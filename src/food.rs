//! CSV loading for the demo food-item dataset: `name,protein,calories,cost`.
//!
//! This module is a thin, non-core consumer of [`crate::Db`] — it only
//! ever calls `put` through the public API, the way the reference
//! loader only ever calls `tree.insert`.

use crate::{Db, Record};
use std::fs;
use std::path::Path;

/// Collapse runs of whitespace to a single space and trim the ends.
pub fn normalize_name(name: &str) -> String {
    let mut out = String::with_capacity(name.len());
    let mut last_was_space = false;
    for c in name.chars() {
        if c.is_whitespace() {
            if !last_was_space {
                out.push(' ');
                last_was_space = true;
            }
        } else {
            out.push(c);
            last_was_space = false;
        }
    }
    out.trim().to_string()
}

/// A parsed, not-yet-normalized CSV row.
#[derive(Debug, Clone, PartialEq)]
pub struct CsvRow {
    pub name: String,
    pub protein: i32,
    pub calories: i32,
    pub cost: f64,
}

/// Parse one CSV data line into a [`CsvRow`], normalizing the name.
///
/// Comment lines (starting with `#`) and blank lines are rejected, as
/// are lines with fewer than four comma-separated columns or columns
/// that don't parse as numbers. A quoted field (`"a, b"`) is kept
/// intact — commas inside quotes don't split the row.
pub fn parse_csv_line(raw_line: &str) -> Option<CsvRow> {
    if raw_line.is_empty() || raw_line.starts_with('#') {
        return None;
    }

    let mut cols = Vec::new();
    let mut current = String::new();
    let mut in_quotes = false;
    for ch in raw_line.chars() {
        match ch {
            '"' => in_quotes = !in_quotes,
            ',' if !in_quotes => {
                cols.push(std::mem::take(&mut current));
            }
            _ => current.push(ch),
        }
    }
    cols.push(current);

    if cols.len() < 4 {
        return None;
    }

    let name = normalize_name(&cols[0]);
    let protein: i32 = cols[1].trim().parse().ok()?;
    let calories: i32 = cols[2].trim().parse().ok()?;
    let cost: f64 = cols[3].trim().parse().ok()?;

    Some(CsvRow {
        name,
        protein,
        calories,
        cost,
    })
}

/// Load a CSV file's data rows (skipping the header line) into `db`,
/// returning the number of rows inserted. Malformed rows are skipped,
/// not treated as fatal.
pub fn load_csv_into_db(path: &Path, db: &mut Db) -> crate::Result<usize> {
    let contents = fs::read_to_string(path)?;
    let mut lines = contents.lines();
    if lines.next().is_none() {
        return Ok(0);
    }

    let mut inserted = 0;
    for line in lines {
        let Some(row) = parse_csv_line(line) else {
            continue;
        };
        let record = Record::new(&row.name, row.protein, row.calories, row.cost);
        db.put(&row.name, record)?;
        inserted += 1;
    }
    Ok(inserted)
}

#[cfg(test)]
mod tests {
    use super::*;

    #[test]
    fn test_normalize_collapses_internal_whitespace() {
        assert_eq!(normalize_name("  Greek   Yogurt \t"), "Greek Yogurt");
    }

    #[test]
    fn test_parse_simple_row() {
        let row = parse_csv_line("Banana,1,105,0.30").unwrap();
        assert_eq!(row.name, "Banana");
        assert_eq!(row.protein, 1);
        assert_eq!(row.calories, 105);
        assert!((row.cost - 0.30).abs() < 1e-9);
    }

    #[test]
    fn test_parse_rejects_comment_and_short_rows() {
        assert!(parse_csv_line("# a comment").is_none());
        assert!(parse_csv_line("Banana,1,105").is_none());
        assert!(parse_csv_line("").is_none());
    }

    #[test]
    fn test_parse_rejects_non_numeric_columns() {
        assert!(parse_csv_line("Banana,one,105,0.30").is_none());
    }

    #[test]
    fn test_quoted_field_keeps_internal_comma() {
        let row = parse_csv_line("\"Rice, Brown\",4,216,0.20").unwrap();
        assert_eq!(row.name, "Rice, Brown");
    }

    #[test]
    fn test_load_csv_into_db_skips_header_and_bad_rows() {
        let dir = tempfile::tempdir().unwrap();
        let csv_path = dir.path().join("foods.csv");
        fs::write(
            &csv_path,
            "name,protein,calories,cost\nApple,0,52,0.50\nbad,row\nBanana,1,105,0.30\n",
        )
        .unwrap();

        let db_path = dir.path().join("test.db");
        let mut db = Db::open(crate::Config::new(&db_path)).unwrap();
        let inserted = load_csv_into_db(&csv_path, &mut db).unwrap();

        assert_eq!(inserted, 2);
        assert!(db.get("Apple").unwrap().is_some());
        assert!(db.get("Banana").unwrap().is_some());
    }
}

──────

Requirement —
Pick out the lines above containing the word "contents", then copy them.

Exercise output —
    let contents = fs::read_to_string(path)?;
    let mut lines = contents.lines();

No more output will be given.